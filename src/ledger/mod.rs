//! Mirrored driver/restaurant ledger reconciler.
//!
//! Every driver/restaurant pair carries two halves of the same balance:
//! `driver.restaurant_ledger[restaurant_id]` and
//! `restaurant.driver_ledger[driver_id]`. All mutations here run inside
//! `AppState::ledger_lock` and touch both halves together; the pair is
//! checked for agreement before any write and divergence aborts with
//! `LedgerInconsistency` rather than being silently repaired.

use rust_decimal::Decimal;
use tracing::info;
use uuid::Uuid;

use crate::error::AppError;
use crate::models::order::Order;
use crate::models::parcel::Parcel;
use crate::state::AppState;

/// Driver collected cash or a card payment from the customer at handoff.
/// The driver now owes the restaurant the food total, and the delivery fee
/// is theirs to keep.
pub fn credit_on_cash_collection(state: &AppState, order: &Order) -> Result<(), AppError> {
    let driver_id = assigned_driver(order)?;
    credit_pair(state, driver_id, order.restaurant_id, order.food_total)?;
    record_earning(state, driver_id, order.id, order.delivery_fee)
}

/// Customer paid the driver out of band (PayShap) and the driver
/// acknowledged receipt. Same debt to the restaurant, but earnings wait
/// until the delivery actually completes.
pub fn credit_on_prepaid_confirmation(state: &AppState, order: &Order) -> Result<(), AppError> {
    let driver_id = assigned_driver(order)?;
    credit_pair(state, driver_id, order.restaurant_id, order.food_total)
}

/// Prepaid path only: the earnings entry deferred by
/// [`credit_on_prepaid_confirmation`] lands when the order is delivered.
pub fn record_order_earnings(state: &AppState, order: &Order) -> Result<(), AppError> {
    let driver_id = assigned_driver(order)?;
    record_earning(state, driver_id, order.id, order.delivery_fee)
}

/// Parcel margin is the spread between what the customer paid and what the
/// driver advanced for the goods, recorded once on delivery.
pub fn record_parcel_earnings(state: &AppState, parcel: &Parcel) -> Result<(), AppError> {
    let driver_id = parcel
        .driver_id
        .ok_or_else(|| AppError::Internal(format!("parcel {} has no driver", parcel.id)))?;
    let total = parcel
        .total
        .ok_or_else(|| AppError::Internal(format!("parcel {} has no total", parcel.id)))?;
    let goods_cost = parcel.goods_cost.unwrap_or(Decimal::ZERO);

    record_earning(state, driver_id, parcel.id, total - goods_cost)
}

/// Zero out the balance between one restaurant and one driver, removing
/// the entry from both sides. Idempotent: an absent pair is a no-op.
pub fn settle(state: &AppState, restaurant_id: Uuid, driver_id: Uuid) -> Result<(), AppError> {
    let _guard = state
        .ledger_lock
        .lock()
        .map_err(|_| AppError::Internal("ledger lock poisoned".to_string()))?;

    let mut driver = state
        .drivers
        .get_mut(&driver_id)
        .ok_or_else(|| AppError::NotFound(format!("driver {driver_id} not found")))?;
    let mut restaurant = state
        .restaurants
        .get_mut(&restaurant_id)
        .ok_or_else(|| AppError::NotFound(format!("restaurant {restaurant_id} not found")))?;

    check_pair_agrees(&driver.restaurant_ledger, &restaurant.driver_ledger, restaurant_id, driver_id)?;

    let owed = driver.restaurant_ledger.remove(&restaurant_id);
    restaurant.driver_ledger.remove(&driver_id);

    if let Some(owed) = owed {
        info!(%restaurant_id, %driver_id, %owed, "ledger pair settled");
    }

    Ok(())
}

fn assigned_driver(order: &Order) -> Result<Uuid, AppError> {
    order
        .driver_id
        .ok_or_else(|| AppError::Internal(format!("order {} has no driver", order.id)))
}

fn credit_pair(
    state: &AppState,
    driver_id: Uuid,
    restaurant_id: Uuid,
    amount: Decimal,
) -> Result<(), AppError> {
    let _guard = state
        .ledger_lock
        .lock()
        .map_err(|_| AppError::Internal("ledger lock poisoned".to_string()))?;

    let mut driver = state
        .drivers
        .get_mut(&driver_id)
        .ok_or_else(|| AppError::NotFound(format!("driver {driver_id} not found")))?;
    let mut restaurant = state
        .restaurants
        .get_mut(&restaurant_id)
        .ok_or_else(|| AppError::NotFound(format!("restaurant {restaurant_id} not found")))?;

    check_pair_agrees(&driver.restaurant_ledger, &restaurant.driver_ledger, restaurant_id, driver_id)?;

    *driver
        .restaurant_ledger
        .entry(restaurant_id)
        .or_insert(Decimal::ZERO) += amount;
    *restaurant
        .driver_ledger
        .entry(driver_id)
        .or_insert(Decimal::ZERO) += amount;

    info!(%driver_id, %restaurant_id, %amount, "ledger pair credited");
    Ok(())
}

/// Earnings are append-only and keyed by job id, so each delivered job
/// lands exactly once no matter which payment path produced it.
fn record_earning(
    state: &AppState,
    driver_id: Uuid,
    job_id: Uuid,
    amount: Decimal,
) -> Result<(), AppError> {
    let mut driver = state
        .drivers
        .get_mut(&driver_id)
        .ok_or_else(|| AppError::NotFound(format!("driver {driver_id} not found")))?;

    if driver.earnings.contains_key(&job_id) {
        return Ok(());
    }

    driver.earnings.insert(job_id, amount);
    info!(%driver_id, %job_id, %amount, "earnings recorded");
    Ok(())
}

pub(crate) fn check_pair_agrees(
    driver_side: &std::collections::HashMap<Uuid, Decimal>,
    restaurant_side: &std::collections::HashMap<Uuid, Decimal>,
    restaurant_id: Uuid,
    driver_id: Uuid,
) -> Result<(), AppError> {
    let owed_by_driver = driver_side.get(&restaurant_id).copied().unwrap_or(Decimal::ZERO);
    let owed_to_restaurant = restaurant_side.get(&driver_id).copied().unwrap_or(Decimal::ZERO);

    if owed_by_driver != owed_to_restaurant {
        return Err(AppError::LedgerInconsistency(format!(
            "driver {driver_id} records {owed_by_driver} owed to restaurant {restaurant_id}, \
             restaurant records {owed_to_restaurant}"
        )));
    }

    Ok(())
}

#[cfg(test)]
mod tests {
    use std::collections::HashMap;

    use chrono::Utc;
    use rust_decimal::Decimal;
    use rust_decimal_macros::dec;
    use uuid::Uuid;

    use super::*;
    use crate::models::PaymentMethod;
    use crate::models::driver::Driver;
    use crate::models::order::{Order, OrderStatus};
    use crate::models::parcel::{Parcel, ParcelStatus};
    use crate::models::restaurant::Restaurant;
    use crate::state::AppState;

    fn seed_pair(state: &AppState) -> (Uuid, Uuid) {
        let driver_id = Uuid::new_v4();
        let restaurant_id = Uuid::new_v4();

        state.drivers.insert(
            driver_id,
            Driver {
                id: driver_id,
                name: "Thabo".to_string(),
                contact: "thabo@example.test".to_string(),
                device_token: None,
                accepted_payment_methods: vec![PaymentMethod::CashOnDelivery],
                base_fee: Decimal::ZERO,
                fees: HashMap::new(),
                delivery_areas: HashMap::new(),
                earnings: HashMap::new(),
                restaurant_ledger: HashMap::new(),
                reviews: Vec::new(),
                rating: 0.0,
            },
        );
        state.restaurants.insert(
            restaurant_id,
            Restaurant {
                id: restaurant_id,
                name: "Mama's Kitchen".to_string(),
                address: "Somerset: 1 Main Rd".to_string(),
                contact: "mamas@example.test".to_string(),
                menu: Vec::new(),
                driver_ledger: HashMap::new(),
                reviews: Vec::new(),
                rating: 0.0,
            },
        );

        (driver_id, restaurant_id)
    }

    fn delivered_order(driver_id: Uuid, restaurant_id: Uuid) -> Order {
        Order {
            id: Uuid::new_v4(),
            customer_id: Uuid::new_v4(),
            restaurant_id,
            driver_id: Some(driver_id),
            items: Vec::new(),
            status: OrderStatus::Delivered,
            food_total: dec!(100),
            delivery_fee: dec!(25),
            total: dec!(125),
            payment_method: Some(PaymentMethod::CashOnDelivery),
            customer_address: "Somerset: 12 Oak Rd".to_string(),
            restaurant_address: "Somerset: 1 Main Rd".to_string(),
            created_at: Utc::now(),
            is_driver_reviewed: false,
            is_restaurant_reviewed: false,
        }
    }

    fn both_sides(state: &AppState, driver_id: Uuid, restaurant_id: Uuid) -> (Option<Decimal>, Option<Decimal>) {
        let driver_side = state
            .drivers
            .get(&driver_id)
            .unwrap()
            .restaurant_ledger
            .get(&restaurant_id)
            .copied();
        let restaurant_side = state
            .restaurants
            .get(&restaurant_id)
            .unwrap()
            .driver_ledger
            .get(&driver_id)
            .copied();
        (driver_side, restaurant_side)
    }

    #[test]
    fn cash_collection_credits_both_halves_and_earnings() {
        let state = AppState::new(16);
        let (driver_id, restaurant_id) = seed_pair(&state);
        let order = delivered_order(driver_id, restaurant_id);

        credit_on_cash_collection(&state, &order).unwrap();

        let (driver_side, restaurant_side) = both_sides(&state, driver_id, restaurant_id);
        assert_eq!(driver_side, Some(dec!(100)));
        assert_eq!(restaurant_side, Some(dec!(100)));

        let driver = state.drivers.get(&driver_id).unwrap();
        assert_eq!(driver.earnings.get(&order.id), Some(&dec!(25)));
    }

    #[test]
    fn prepaid_confirmation_defers_earnings_until_delivery() {
        let state = AppState::new(16);
        let (driver_id, restaurant_id) = seed_pair(&state);
        let order = delivered_order(driver_id, restaurant_id);

        credit_on_prepaid_confirmation(&state, &order).unwrap();

        {
            let driver = state.drivers.get(&driver_id).unwrap();
            assert!(driver.earnings.is_empty());
            assert_eq!(driver.restaurant_ledger.get(&restaurant_id), Some(&dec!(100)));
        }

        record_order_earnings(&state, &order).unwrap();

        let driver = state.drivers.get(&driver_id).unwrap();
        assert_eq!(driver.earnings.get(&order.id), Some(&dec!(25)));
    }

    #[test]
    fn earnings_land_exactly_once_per_job() {
        let state = AppState::new(16);
        let (driver_id, restaurant_id) = seed_pair(&state);
        let order = delivered_order(driver_id, restaurant_id);

        record_order_earnings(&state, &order).unwrap();
        record_order_earnings(&state, &order).unwrap();

        let driver = state.drivers.get(&driver_id).unwrap();
        assert_eq!(driver.earnings.len(), 1);
        assert_eq!(driver.earnings.get(&order.id), Some(&dec!(25)));
    }

    #[test]
    fn halves_stay_mirrored_across_credit_and_settle_sequences() {
        let state = AppState::new(16);
        let (driver_id, restaurant_id) = seed_pair(&state);

        let first = delivered_order(driver_id, restaurant_id);
        let second = delivered_order(driver_id, restaurant_id);

        credit_on_cash_collection(&state, &first).unwrap();
        credit_on_prepaid_confirmation(&state, &second).unwrap();

        let (driver_side, restaurant_side) = both_sides(&state, driver_id, restaurant_id);
        assert_eq!(driver_side, restaurant_side);
        assert_eq!(driver_side, Some(dec!(200)));

        settle(&state, restaurant_id, driver_id).unwrap();

        let (driver_side, restaurant_side) = both_sides(&state, driver_id, restaurant_id);
        assert_eq!(driver_side, None);
        assert_eq!(restaurant_side, None);
    }

    #[test]
    fn settle_with_no_balance_is_a_no_op() {
        let state = AppState::new(16);
        let (driver_id, restaurant_id) = seed_pair(&state);

        settle(&state, restaurant_id, driver_id).unwrap();

        let (driver_side, restaurant_side) = both_sides(&state, driver_id, restaurant_id);
        assert_eq!(driver_side, None);
        assert_eq!(restaurant_side, None);
    }

    #[test]
    fn divergent_halves_surface_loudly() {
        let state = AppState::new(16);
        let (driver_id, restaurant_id) = seed_pair(&state);

        state
            .drivers
            .get_mut(&driver_id)
            .unwrap()
            .restaurant_ledger
            .insert(restaurant_id, dec!(50));

        let order = delivered_order(driver_id, restaurant_id);
        let err = credit_on_cash_collection(&state, &order).unwrap_err();
        assert!(matches!(err, AppError::LedgerInconsistency(_)));

        let err = settle(&state, restaurant_id, driver_id).unwrap_err();
        assert!(matches!(err, AppError::LedgerInconsistency(_)));
    }

    #[test]
    fn zero_goods_cost_parcel_earns_full_delivery_fee() {
        let state = AppState::new(16);
        let (driver_id, _) = seed_pair(&state);

        let parcel = Parcel {
            id: Uuid::new_v4(),
            customer_id: Uuid::new_v4(),
            driver_id: Some(driver_id),
            pickup_address: "Strand: 4 Beach Rd".to_string(),
            dropoff_address: "Somerset: 12 Oak Rd".to_string(),
            items: Vec::new(),
            status: ParcelStatus::Delivered,
            delivery_fee: dec!(20),
            goods_cost: Some(dec!(0)),
            payment_method: Some(PaymentMethod::CashOnDelivery),
            total: Some(dec!(20)),
            created_at: Utc::now(),
        };

        record_parcel_earnings(&state, &parcel).unwrap();

        let driver = state.drivers.get(&driver_id).unwrap();
        assert_eq!(driver.earnings.get(&parcel.id), Some(&dec!(20)));
    }

    #[test]
    fn parcel_earning_is_total_minus_goods_cost() {
        let state = AppState::new(16);
        let (driver_id, _) = seed_pair(&state);

        let parcel = Parcel {
            id: Uuid::new_v4(),
            customer_id: Uuid::new_v4(),
            driver_id: Some(driver_id),
            pickup_address: "Strand: 4 Beach Rd".to_string(),
            dropoff_address: "Somerset: 12 Oak Rd".to_string(),
            items: Vec::new(),
            status: ParcelStatus::Delivered,
            delivery_fee: dec!(30),
            goods_cost: Some(dec!(150)),
            payment_method: Some(PaymentMethod::PayShap),
            total: Some(dec!(180)),
            created_at: Utc::now(),
        };

        record_parcel_earnings(&state, &parcel).unwrap();

        let driver = state.drivers.get(&driver_id).unwrap();
        assert_eq!(driver.earnings.get(&parcel.id), Some(&dec!(30)));
    }
}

_ _ _

- Exercise instructions -
Please return exactly the lines from the opening line of the data above through the line with "the pair is", both included and nothing else.

- Response below -
filename src/ledger/mod.rs
//! Mirrored driver/restaurant ledger reconciler.
//!
//! Every driver/restaurant pair carries two halves of the same balance:
//! `driver.restaurant_ledger[restaurant_id]` and
//! `restaurant.driver_ledger[driver_id]`. All mutations here run inside
//! `AppState::ledger_lock` and touch both halves together; the pair is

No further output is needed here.